- **WHAT IS NEEDED**
Beneath this task is a listing. State how many of its lines include the string "belt", giving nothing but the number.

* * * * * * *

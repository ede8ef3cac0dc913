use futures::future;
use leptos::*;
use crate::app::format_date;
use crate::context::{now, AuthContext, PracticeContext};
use crate::katas;
use crate::stats::MasteryLevel;
use crate::types::{Kata, KataPractice, KataProgress};

#[component]
pub fn Katas() -> impl IntoView {
    let auth = expect_context::<AuthContext>();
    let practice = expect_context::<PracticeContext>();
    let (library, set_library) = create_signal(Vec::<Kata>::new());
    let (progress, set_progress) = create_signal(Vec::<KataProgress>::new());
    let (offline, set_offline) = create_signal(false);
    let (loading, set_loading) = create_signal(true);
    let (query, set_query) = create_signal(String::new());
    let (detail, set_detail) = create_signal(Option::<Kata>::None);
    let (error, set_error) = create_signal(Option::<String>::None);
    let pdf_prefix = auth.config().kata_pdf_prefix;

    {
        let backend = auth.backend();
        let user_id = auth.user_id();
        spawn_local(async move {
            let progress_fut = async {
                match &user_id {
                    Some(id) => katas::fetch_progress(&backend, id).await.into_value().unwrap_or_default(),
                    None => Vec::new(),
                }
            };
            let (list, prog) = future::join(katas::fetch_katas(&backend), progress_fut).await;
            set_offline.set(list.is_degraded());
            set_library.set(list.into_value().unwrap_or_default());
            set_progress.set(prog);
            set_loading.set(false);
        });
    }

    let open_detail = move |id: u32| {
        let backend = auth.backend();
        spawn_local(async move {
            let outcome = katas::fetch_kata(&backend, id).await;
            if outcome.is_degraded() {
                set_offline.set(true);
            }
            set_detail.set(outcome.into_value());
        });
    };

    let record = move |kata: Kata| {
        // Count it towards a running practice session too
        practice.state.update(|s| s.add_kata_repetition(kata.id, &kata.name));

        let Some(user_id) = auth.user_id() else {
            set_error.set(Some("Sign in to track kata progress".into()));
            return;
        };
        let backend = auth.backend();
        let payload = KataPractice { user_id, kata_id: kata.id, repetitions: 1, duration_secs: 0 };
        spawn_local(async move {
            match katas::record_practice(&backend, &payload).await {
                Ok(update) => {
                    set_progress.update(|p| katas::merge_progress(p, update));
                    set_error.set(None);
                }
                Err(_) => set_error.set(Some("Could not save kata practice".into())),
            }
        });
    };

    view! {
        <div class="katas">
            <div class="katas-header">
                <div class="katas-title">"Kata library"</div>
                {move || offline.get().then(|| view! { <span class="offline-badge">"Offline data"</span> })}
            </div>

            {move || error.get().map(|e| view! { <div class="error-banner">{e}</div> })}

            <input
                type="search"
                class="katas-search"
                placeholder="Search kata"
                prop:value=query
                on:input=move |ev| set_query.set(event_target_value(&ev))
            />

            {move || detail.get().map(|kata| {
                let pdf = katas::pdf_path(&pdf_prefix, kata.id);
                view! {
                    <div class="kata-detail">
                        <button class="kata-detail-close" on:click=move |_| set_detail.set(None)>"✕"</button>
                        <div class="kata-detail-name">{kata.name.clone()}</div>
                        <div class="kata-detail-belt">{format!("{} belt", kata.belt)}</div>
                        {(kata.move_count > 0).then(|| view! {
                            <div class="kata-detail-moves">{format!("{} moves", kata.move_count)}</div>
                        })}
                        <p class="kata-detail-description">{kata.description.clone()}</p>
                        {pdf.map(|href| view! { <a class="kata-pdf" href=href target="_blank">"Open PDF"</a> })}
                        {kata.video_url.clone().map(|href| view! { <a class="kata-video" href=href target="_blank">"Watch video"</a> })}
                    </div>
                }
            })}

            <div class="kata-grid">
                {move || if loading.get() {
                    view! { <div class="loading">"Loading katas..."</div> }.into_view()
                } else {
                    let list = library.get();
                    let prog = progress.get();
                    let current = now();
                    katas::search(&list, &query.get()).into_iter().cloned().map(|kata| {
                        let entry = katas::progress_for(&prog, kata.id).cloned();
                        let pct = entry.as_ref().map(|p| p.mastery_percentage).unwrap_or(0.0);
                        let level = MasteryLevel::from_percentage(pct);
                        let id = kata.id;
                        let to_record = kata.clone();
                        view! {
                            <div class="kata-card">
                                <button class="kata-card-title" on:click=move |_| open_detail(id)>
                                    <span class="kata-number">{format!("{:02}", kata.id)}</span>
                                    <span class="kata-name">{kata.name.clone()}</span>
                                </button>
                                <div class="kata-belt">{kata.belt.clone()}</div>
                                <div class="kata-mastery">{format!("{} · {:.0}%", level.label(), pct)}</div>
                                {entry.map(|p| view! {
                                    <div class="kata-practiced">
                                        {format!("Practiced {} times", p.times_practiced)}
                                        {p.last_practiced.map(|ts| format!(", last {}", format_date(ts, current).to_lowercase()))}
                                    </div>
                                })}
                                <button class="kata-record-btn" on:click=move |_| record(to_record.clone())>
                                    "I practiced this"
                                </button>
                            </div>
                        }
                    }).collect_view()
                }}
            </div>
        </div>
    }
}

* * * * * * *

- **TASK SOLUTION**
2